I didn’t care. For a few months, the guy spit truth about our broken political and social systems that brought a smile to my face.

(It was also a rich pleasure to imagine him irritating Hillary Clinton, like a fishbone stuck in the throat, week after week. I’m not a huge HRC fan, and I’ve never liked people who came across like they were entitled to have stuff — like presidential nominations — handed to them.)

If the result of the 2016 election has any upside, it may be that Bernie got to ride off into the sunset on a high note: He’s still wrapped in his principles and promises, but he’ll never have to actually make good on them. He gets the same place in posterity as the girl you could never manage to ask out in high school — the one who remains bright and smiling in your memory, because you never got close enough to her to find out she had vicious garlic breath.

Meanwhile, Donald Trump will actually have to tackle “draining the swamp,” bringing back manufacturing jobs, and all his other promises — unsuccessfully, no doubt.

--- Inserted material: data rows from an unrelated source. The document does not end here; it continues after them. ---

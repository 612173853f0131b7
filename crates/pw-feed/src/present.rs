//! Display helpers for derived values: initials, dates, ratings and badges.

use chrono::{DateTime, Utc};
use serde::{Deserialize, Serialize};

use pw_db::models::{Difficulty, Outcome, PostStats, ResourceType, User};

use crate::enrich::PostSummary;

/// Colour family of a badge
#[derive(Debug, Clone, Copy, PartialEq, Eq, Serialize, Deserialize)]
#[serde(rename_all = "lowercase")]
pub enum Tone {
    Success,
    Warning,
    Danger,
    Info,
}

#[derive(Debug, Clone, Copy, PartialEq, Eq, Serialize)]
pub struct Badge {
    pub label: &'static str,
    pub tone: Tone,
}

/// Enums that render as a badge
pub trait Badged {
    fn badge(&self) -> Badge;
}

impl Badged for Outcome {
    fn badge(&self) -> Badge {
        match self {
            Self::Selected => Badge {
                label: "Selected",
                tone: Tone::Success,
            },
            Self::Rejected => Badge {
                label: "Rejected",
                tone: Tone::Danger,
            },
            Self::Pending => Badge {
                label: "Pending",
                tone: Tone::Warning,
            },
        }
    }
}

impl Badged for Difficulty {
    fn badge(&self) -> Badge {
        match self {
            Self::Easy => Badge {
                label: "Easy",
                tone: Tone::Success,
            },
            Self::Medium => Badge {
                label: "Medium",
                tone: Tone::Warning,
            },
            Self::Hard => Badge {
                label: "Hard",
                tone: Tone::Danger,
            },
        }
    }
}

impl Badged for ResourceType {
    fn badge(&self) -> Badge {
        let label = match self {
            Self::Pdf => "PDF",
            Self::Video => "Video",
            Self::Link => "Link",
        };
        Badge {
            label,
            tone: Tone::Info,
        }
    }
}

/// Up to two initials: first letters of the first and last words, uppercased.
///
/// # Examples
/// ```
/// use pw_feed::present::initials;
///
/// assert_eq!(initials("Aarav Sharma"), "AS");
/// assert_eq!(initials("  "), "?");
/// ```
pub fn initials(name: &str) -> String {
    let mut words = name.split_whitespace();
    let Some(first) = words.next() else {
        return "?".to_string();
    };

    let mut out: String = first.chars().take(1).flat_map(char::to_uppercase).collect();
    if let Some(last) = words.last() {
        out.extend(last.chars().take(1).flat_map(char::to_uppercase));
    }
    out
}

/// Absolute date, e.g. `Mar 5, 2024`
pub fn format_date(ts: DateTime<Utc>) -> String {
    ts.format("%b %-d, %Y").to_string()
}

/// Coarse age of `ts` relative to `now`, e.g. `3 days ago`.
/// Timestamps in the future read as `just now`.
pub fn relative_time(ts: DateTime<Utc>, now: DateTime<Utc>) -> String {
    let elapsed = now.signed_duration_since(ts);

    let minutes = elapsed.num_minutes();
    let hours = elapsed.num_hours();
    let days = elapsed.num_days();

    if minutes < 1 {
        "just now".to_string()
    } else if minutes < 60 {
        ago(minutes, "minute")
    } else if hours < 24 {
        ago(hours, "hour")
    } else if days < 30 {
        ago(days, "day")
    } else if days < 365 {
        ago(days / 30, "month")
    } else {
        ago(days / 365, "year")
    }
}

fn ago(n: i64, unit: &str) -> String {
    if n == 1 {
        format!("1 {unit} ago")
    } else {
        format!("{n} {unit}s ago")
    }
}

/// Rating with one decimal, `None` when the post has no ratings yet
pub fn format_rating(stats: &PostStats) -> Option<String> {
    (stats.rating_count > 0).then(|| format!("{:.1}", stats.avg_rating))
}

/// What to draw in a user's avatar slot
#[derive(Debug, Clone, PartialEq, Eq, Serialize, Deserialize)]
#[serde(tag = "kind", content = "value", rename_all = "lowercase")]
pub enum Avatar {
    Image(String),
    Initials(String),
}

pub fn avatar(user: &User) -> Avatar {
    match user.personal.avatar.as_deref().map(str::trim) {
        Some(url) if !url.is_empty() => Avatar::Image(url.to_string()),
        _ => Avatar::Initials(initials(&user.personal.name)),
    }
}

/// Display-ready fields for a feed card
#[derive(Debug, Clone, PartialEq, Serialize)]
pub struct CardDisplay {
    pub avatar: Avatar,
    pub posted_on: String,
    pub posted_ago: String,
    pub outcome: Badge,
    /// Absent when the post has no stats or no ratings
    pub rating: Option<String>,
}

pub fn card_display(summary: &PostSummary, now: DateTime<Utc>) -> CardDisplay {
    let created_at = summary.post.main.created_at;
    CardDisplay {
        avatar: avatar(&summary.author),
        posted_on: format_date(created_at),
        posted_ago: relative_time(created_at, now),
        outcome: summary.post.company_info.outcome.badge(),
        rating: summary.stats.as_ref().and_then(format_rating),
    }
}
use std::cmp::Reverse;

use crate::{
    models::{Post, PostFilter},
    store::Store,
};

use super::{filter_all, find_first, same_label};

pub fn find_by_id<'s>(store: &'s Store, post_id: &str) -> Option<&'s Post> {
    find_first(store.posts(), |p| p.id == post_id)
}

/// Posts matching `filter`, newest first, ties broken by id
pub fn list<'s>(store: &'s Store, filter: &PostFilter) -> Vec<&'s Post> {
    let search = filter
        .search
        .as_deref()
        .map(str::trim)
        .filter(|s| !s.is_empty())
        .map(str::to_lowercase);

    let mut posts = filter_all(store.posts(), |p| {
        matches_filter(p, filter) && search.as_deref().is_none_or(|needle| matches_search(p, needle))
    });
    sort_newest_first(&mut posts);
    posts
}

/// Posts written by `author_id`, newest first
pub fn list_by_author<'s>(store: &'s Store, author_id: &str) -> Vec<&'s Post> {
    let mut posts = filter_all(store.posts(), |p| p.main.author_id == author_id);
    sort_newest_first(&mut posts);
    posts
}

fn sort_newest_first(posts: &mut [&Post]) {
    posts.sort_by(|a, b| {
        Reverse(a.main.created_at)
            .cmp(&Reverse(b.main.created_at))
            .then_with(|| a.id.cmp(&b.id))
    });
}

fn matches_filter(post: &Post, filter: &PostFilter) -> bool {
    let info = &post.company_info;

    filter
        .company
        .as_deref()
        .is_none_or(|c| same_label(&info.company, c))
        && filter.outcome.is_none_or(|o| info.outcome == o)
        && filter.post_type.is_none_or(|t| post.main.post_type == t)
        && filter
            .author_id
            .as_deref()
            .is_none_or(|a| post.main.author_id == a)
}

fn matches_search(post: &Post, needle: &str) -> bool {
    [
        post.main.title.as_str(),
        post.main.description.as_str(),
        post.company_info.company.as_str(),
        post.company_info.role.as_str(),
    ]
    .iter()
    .any(|field| field.to_lowercase().contains(needle))
}
use axum::{Json, Router, http::StatusCode, response::IntoResponse, routing::get};
use serde_json::json;

use crate::{mentor, post, question, state::ApiState, user};

pub fn router() -> Router<ApiState> {
    Router::new()
        .route("/health", get(health))
        .merge(post::routes())
        .merge(question::routes())
        .merge(user::routes())
        .merge(mentor::routes())
        .fallback(handler_404)
}

async fn health() -> StatusCode {
    StatusCode::OK
}

async fn handler_404() -> impl IntoResponse {
    (
        StatusCode::NOT_FOUND,
        Json(json!({ "error": "The requested resource was not found" })),
    )
}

Still at it. My blog-buddy Jim Bartlett — who has been beating his head against the barren wall of inspiration for a while, just as I have — is not quitting the blog business, just writing less frequently. I’m glad he’s keeping his hand in. I imagine I will, also.

Berry butter cake. Busy in the kitchen as always this year. Here’s one new recipe that stood out and is well worth a try for the bakers in the crowd. Just call me Barry Buttercake, uh-huh.

See? Having written all that it seems like a good enough year. Let’s see what 2017 brings me.


One response »

  1. Thank you, Barry. May all of us who choose to keep on keep keeping on, or something. And happy new year to you and yours.